* **Task description**:
Your task is to copy every line of the records below that contains "usize".

──────── Data for processing ────────

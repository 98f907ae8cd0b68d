//! Standard quantum gates and builders.
//!
//! Every gate family is a variant of [`GateKind`] carrying its angles; a
//! [`Gate`] adds the number of controls and the dagger flag. Controlled and
//! inverse variants are derived with [`ops::add_control`] and
//! [`ops::invert`] rather than written out by hand.
use std::f64::consts::{FRAC_1_SQRT_2, FRAC_PI_4};
use std::fmt;

use nalgebra::DMatrix;
use num_complex::Complex64 as C64;
use serde::{Deserialize, Serialize};

use super::ops;
use super::types::{c, GateMatrix};
use crate::core::error::{QuantumError, QuantumResult};

pub fn i2() -> DMatrix<C64> {
    DMatrix::identity(2, 2)
}
pub fn x() -> DMatrix<C64> {
    DMatrix::from_row_slice(2, 2, &[c(0.0, 0.0), c(1.0, 0.0), c(1.0, 0.0), c(0.0, 0.0)])
}
pub fn y() -> DMatrix<C64> {
    DMatrix::from_row_slice(2, 2, &[c(0.0, 0.0), c(0.0, -1.0), c(0.0, 1.0), c(0.0, 0.0)])
}
pub fn z() -> DMatrix<C64> {
    DMatrix::from_row_slice(2, 2, &[c(1.0, 0.0), c(0.0, 0.0), c(0.0, 0.0), c(-1.0, 0.0)])
}
pub fn h() -> DMatrix<C64> {
    let s = FRAC_1_SQRT_2;
    DMatrix::from_row_slice(2, 2, &[c(s, 0.0), c(s, 0.0), c(s, 0.0), c(-s, 0.0)])
}
pub fn s() -> DMatrix<C64> {
    DMatrix::from_row_slice(2, 2, &[c(1.0, 0.0), c(0.0, 0.0), c(0.0, 0.0), c(0.0, 1.0)])
}
pub fn t() -> DMatrix<C64> {
    let phi = FRAC_PI_4;
    DMatrix::from_row_slice(
        2,
        2,
        &[
            c(1.0, 0.0),
            c(0.0, 0.0),
            c(0.0, 0.0),
            c(phi.cos(), phi.sin()),
        ],
    )
}
pub fn swap() -> DMatrix<C64> {
    let (o, l) = (c(0.0, 0.0), c(1.0, 0.0));
    DMatrix::from_row_slice(
        4,
        4,
        &[
            l, o, o, o, //
            o, o, l, o, //
            o, l, o, o, //
            o, o, o, l,
        ],
    )
}
pub fn phase(phi: f64) -> DMatrix<C64> {
    DMatrix::from_row_slice(
        2,
        2,
        &[c(1.0, 0.0), c(0.0, 0.0), c(0.0, 0.0), C64::from_polar(1.0, phi)],
    )
}
pub fn rx(theta: f64) -> DMatrix<C64> {
    let (c0, s0) = ((theta / 2.0).cos(), (theta / 2.0).sin());
    DMatrix::from_row_slice(2, 2, &[c(c0, 0.0), c(0.0, -s0), c(0.0, -s0), c(c0, 0.0)])
}
pub fn ry(theta: f64) -> DMatrix<C64> {
    let (c0, s0) = ((theta / 2.0).cos(), (theta / 2.0).sin());
    DMatrix::from_row_slice(2, 2, &[c(c0, 0.0), c(-s0, 0.0), c(s0, 0.0), c(c0, 0.0)])
}
pub fn rz(theta: f64) -> DMatrix<C64> {
    let e_m = C64::from_polar(1.0, -theta / 2.0);
    let e_p = C64::from_polar(1.0, theta / 2.0);
    DMatrix::from_row_slice(2, 2, &[e_m, c(0.0, 0.0), c(0.0, 0.0), e_p])
}
pub fn u1(lambda: f64) -> DMatrix<C64> {
    phase(lambda)
}
pub fn u2(phi: f64, lambda: f64) -> DMatrix<C64> {
    let s = c(FRAC_1_SQRT_2, 0.0);
    DMatrix::from_row_slice(
        2,
        2,
        &[
            s,
            -C64::from_polar(1.0, lambda) * s,
            C64::from_polar(1.0, phi) * s,
            C64::from_polar(1.0, lambda + phi) * s,
        ],
    )
}
pub fn u3(theta: f64, phi: f64, lambda: f64) -> DMatrix<C64> {
    let (c0, s0) = ((theta / 2.0).cos(), (theta / 2.0).sin());
    DMatrix::from_row_slice(
        2,
        2,
        &[
            c(c0, 0.0),
            -C64::from_polar(s0, lambda),
            C64::from_polar(s0, phi),
            C64::from_polar(c0, lambda + phi),
        ],
    )
}
pub fn u(theta: f64, phi: f64, lambda: f64, gamma: f64) -> DMatrix<C64> {
    u3(theta, phi, lambda) * C64::from_polar(1.0, gamma)
}

/// Closed set of gate families. Parameterized families carry their angles:
/// θ is an amplitude angle, φ and λ are phase angles, γ a global phase.
#[derive(Clone, Copy, Debug, PartialEq, Serialize, Deserialize)]
pub enum GateKind {
    I,
    H,
    X,
    Y,
    Z,
    S,
    T,
    Swap,
    P { phi: f64 },
    Rx { theta: f64 },
    Ry { theta: f64 },
    Rz { theta: f64 },
    U1 { lambda: f64 },
    U2 { phi: f64, lambda: f64 },
    U3 { theta: f64, phi: f64, lambda: f64 },
    U { theta: f64, phi: f64, lambda: f64, gamma: f64 },
}

/// (name, parameter count, description) for every family, in listing order.
pub const FAMILIES: &[(&str, usize, &str)] = &[
    ("i", 0, "Identity"),
    ("h", 0, "Hadamard"),
    ("x", 0, "Pauli-X"),
    ("y", 0, "Pauli-Y"),
    ("z", 0, "Pauli-Z"),
    ("s", 0, "S = diag(1, i)"),
    ("t", 0, "T = diag(1, e^{iπ/4})"),
    ("swap", 0, "Swap (two qubits)"),
    ("p", 1, "Phase(φ) = diag(1, e^{iφ})"),
    ("rx", 1, "Rotation about X by θ"),
    ("ry", 1, "Rotation about Y by θ"),
    ("rz", 1, "Rotation about Z by θ"),
    ("u1", 1, "U1(λ) = diag(1, e^{iλ})"),
    ("u2", 2, "U2(φ, λ)"),
    ("u3", 3, "U3(θ, φ, λ)"),
    ("u", 4, "U(θ, φ, λ, γ) = U3 · e^{iγ}"),
];

impl GateKind {
    /// Resolve a lowercase family name with its parameters.
    pub fn from_name(name: &str, params: &[f64]) -> QuantumResult<Self> {
        let arity = FAMILIES
            .iter()
            .find(|(n, _, _)| *n == name)
            .map(|(_, arity, _)| *arity)
            .ok_or_else(|| QuantumError::unknown_gate(name))?;
        if params.len() != arity {
            return Err(QuantumError::invalid_parameters(format!(
                "{name} expects {arity} parameter(s), got {}",
                params.len()
            )));
        }
        let p = params;
        Ok(match name {
            "i" => GateKind::I,
            "h" => GateKind::H,
            "x" => GateKind::X,
            "y" => GateKind::Y,
            "z" => GateKind::Z,
            "s" => GateKind::S,
            "t" => GateKind::T,
            "swap" => GateKind::Swap,
            "p" => GateKind::P { phi: p[0] },
            "rx" => GateKind::Rx { theta: p[0] },
            "ry" => GateKind::Ry { theta: p[0] },
            "rz" => GateKind::Rz { theta: p[0] },
            "u1" => GateKind::U1 { lambda: p[0] },
            "u2" => GateKind::U2 { phi: p[0], lambda: p[1] },
            "u3" => GateKind::U3 { theta: p[0], phi: p[1], lambda: p[2] },
            "u" => GateKind::U { theta: p[0], phi: p[1], lambda: p[2], gamma: p[3] },
            _ => return Err(QuantumError::unknown_gate(name)),
        })
    }

    pub fn name(&self) -> &'static str {
        match self {
            GateKind::I => "i",
            GateKind::H => "h",
            GateKind::X => "x",
            GateKind::Y => "y",
            GateKind::Z => "z",
            GateKind::S => "s",
            GateKind::T => "t",
            GateKind::Swap => "swap",
            GateKind::P { .. } => "p",
            GateKind::Rx { .. } => "rx",
            GateKind::Ry { .. } => "ry",
            GateKind::Rz { .. } => "rz",
            GateKind::U1 { .. } => "u1",
            GateKind::U2 { .. } => "u2",
            GateKind::U3 { .. } => "u3",
            GateKind::U { .. } => "u",
        }
    }

    /// Base (uncontrolled, non-inverted) matrix of this family.
    pub fn matrix(&self) -> GateMatrix {
        match *self {
            GateKind::I => i2(),
            GateKind::H => h(),
            GateKind::X => x(),
            GateKind::Y => y(),
            GateKind::Z => z(),
            GateKind::S => s(),
            GateKind::T => t(),
            GateKind::Swap => swap(),
            GateKind::P { phi } => phase(phi),
            GateKind::Rx { theta } => rx(theta),
            GateKind::Ry { theta } => ry(theta),
            GateKind::Rz { theta } => rz(theta),
            GateKind::U1 { lambda } => u1(lambda),
            GateKind::U2 { phi, lambda } => u2(phi, lambda),
            GateKind::U3 { theta, phi, lambda } => u3(theta, phi, lambda),
            GateKind::U { theta, phi, lambda, gamma } => u(theta, phi, lambda, gamma),
        }
    }
}

/// Build the base matrix of a family.
pub fn build_base(kind: GateKind) -> GateMatrix {
    kind.matrix()
}

/// A gate family together with its control count and dagger flag.
#[derive(Clone, Copy, Debug, PartialEq, Serialize, Deserialize)]
pub struct Gate {
    pub kind: GateKind,
    pub num_ctrl: usize,
    pub inverse: bool,
}

impl Gate {
    pub fn new(kind: GateKind) -> Self {
        Self { kind, num_ctrl: 0, inverse: false }
    }

    pub fn controlled(mut self, num_ctrl: usize) -> Self {
        self.num_ctrl = num_ctrl;
        self
    }

    pub fn dagger(mut self, inverse: bool) -> Self {
        self.inverse = inverse;
        self
    }

    /// Base matrix, then control embedding, then adjoint.
    pub fn matrix(&self) -> QuantumResult<GateMatrix> {
        let mut m = self.kind.matrix();
        if self.num_ctrl != 0 {
            m = ops::add_control(&m, self.num_ctrl)?;
        }
        if self.inverse {
            m = ops::invert(&m);
        }
        Ok(m)
    }

    /// Number of qubits the full matrix acts on.
    pub fn arity(&self) -> usize {
        let base: usize = if self.kind == GateKind::Swap { 2 } else { 1 };
        base.saturating_add(self.num_ctrl)
    }

    /// Parse a circuit-level gate name such as `cx`, `ccrz`, `cswap` or `tdg`.
    ///
    /// Each leading `c` beyond a known family name adds one control; a
    /// trailing `dg` marks the adjoint. `dagger` is or-ed with that suffix.
    pub fn parse(name: &str, params: &[f64], dagger: bool) -> QuantumResult<Self> {
        let lowered = name.trim().to_ascii_lowercase();
        let (mut rest, inverse) = match lowered.strip_suffix("dg") {
            Some(stem) if !stem.is_empty() => (stem, true),
            _ => (lowered.as_str(), false),
        };
        let mut num_ctrl = 0;
        loop {
            match GateKind::from_name(rest, params) {
                Ok(kind) => {
                    return Ok(Gate { kind, num_ctrl, inverse: inverse || dagger });
                }
                Err(QuantumError::UnknownGate(_)) if rest.len() > 1 && rest.starts_with('c') => {
                    rest = &rest[1..];
                    num_ctrl += 1;
                }
                Err(QuantumError::UnknownGate(_)) => return Err(QuantumError::unknown_gate(name)),
                Err(e) => return Err(e),
            }
        }
    }
}

impl fmt::Display for Gate {
    fn fmt(&self, f: &mut fmt::Formatter<'_>) -> fmt::Result {
        write!(f, "{}{}", "c".repeat(self.num_ctrl), self.kind.name())?;
        if self.inverse {
            write!(f, "dg")?;
        }
        Ok(())
    }
}

#[cfg(test)]
mod tests {
    use super::*;
    use crate::core::quantum::types::is_unitary;
    use std::f64::consts::PI;

    fn close(a: &GateMatrix, b: &GateMatrix) -> bool {
        a.shape() == b.shape() && (a - b).iter().all(|z| z.norm() < 1e-12)
    }

    fn all_kinds() -> Vec<GateKind> {
        vec![
            GateKind::I,
            GateKind::H,
            GateKind::X,
            GateKind::Y,
            GateKind::Z,
            GateKind::S,
            GateKind::T,
            GateKind::Swap,
            GateKind::P { phi: 0.3 },
            GateKind::Rx { theta: 1.1 },
            GateKind::Ry { theta: -0.7 },
            GateKind::Rz { theta: 2.5 },
            GateKind::U1 { lambda: 0.9 },
            GateKind::U2 { phi: 0.2, lambda: -1.3 },
            GateKind::U3 { theta: 1.0, phi: 0.5, lambda: 0.25 },
            GateKind::U { theta: 1.0, phi: 0.5, lambda: 0.25, gamma: 0.125 },
        ]
    }

    #[test]
    fn every_family_is_unitary() {
        for kind in all_kinds() {
            assert!(is_unitary(&kind.matrix(), 1e-9), "{} not unitary", kind.name());
        }
    }

    #[test]
    fn t_squared_is_s() {
        assert!(close(&(t() * t()), &s()));
    }

    #[test]
    fn u3_specialises_to_u2_and_u1() {
        assert!(close(&u3(PI / 2.0, 0.4, -0.8), &u2(0.4, -0.8)));
        assert!(close(&u3(0.0, 0.0, 0.6), &u1(0.6)));
    }

    #[test]
    fn u_adds_global_phase() {
        let g = 0.7;
        let expected = u3(1.2, 0.3, 0.4) * C64::from_polar(1.0, g);
        assert!(close(&u(1.2, 0.3, 0.4, g), &expected));
    }

    #[test]
    fn dagger_of_t_conjugates_phase() {
        let tdg = Gate::new(GateKind::T).dagger(true).matrix().unwrap();
        assert!((tdg[(1, 1)] - c(FRAC_1_SQRT_2, -FRAC_1_SQRT_2)).norm() < 1e-12);
    }

    #[test]
    fn parse_resolves_controls_and_dagger() {
        let g = Gate::parse("ccrz", &[0.5], false).unwrap();
        assert_eq!(g.kind, GateKind::Rz { theta: 0.5 });
        assert_eq!(g.num_ctrl, 2);
        assert!(!g.inverse);

        let g = Gate::parse("cswap", &[], false).unwrap();
        assert_eq!((g.kind, g.num_ctrl, g.arity()), (GateKind::Swap, 1, 3));

        let g = Gate::parse("Sdg", &[], false).unwrap();
        assert_eq!((g.kind, g.inverse), (GateKind::S, true));
        assert_eq!(g.to_string(), "sdg");
    }

    #[test]
    fn parse_reports_unknown_and_bad_params() {
        assert_eq!(
            Gate::parse("cq", &[], false),
            Err(QuantumError::unknown_gate("cq"))
        );
        assert!(matches!(
            Gate::parse("crx", &[], false),
            Err(QuantumError::InvalidParameters(_))
        ));
    }
}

────────

* **Answer to this problem**:
pub const FAMILIES: &[(&str, usize, &str)] = &[
    pub num_ctrl: usize,
    pub fn controlled(mut self, num_ctrl: usize) -> Self {
    pub fn arity(&self) -> usize {
        let base: usize = if self.kind == GateKind::Swap { 2 } else { 1 };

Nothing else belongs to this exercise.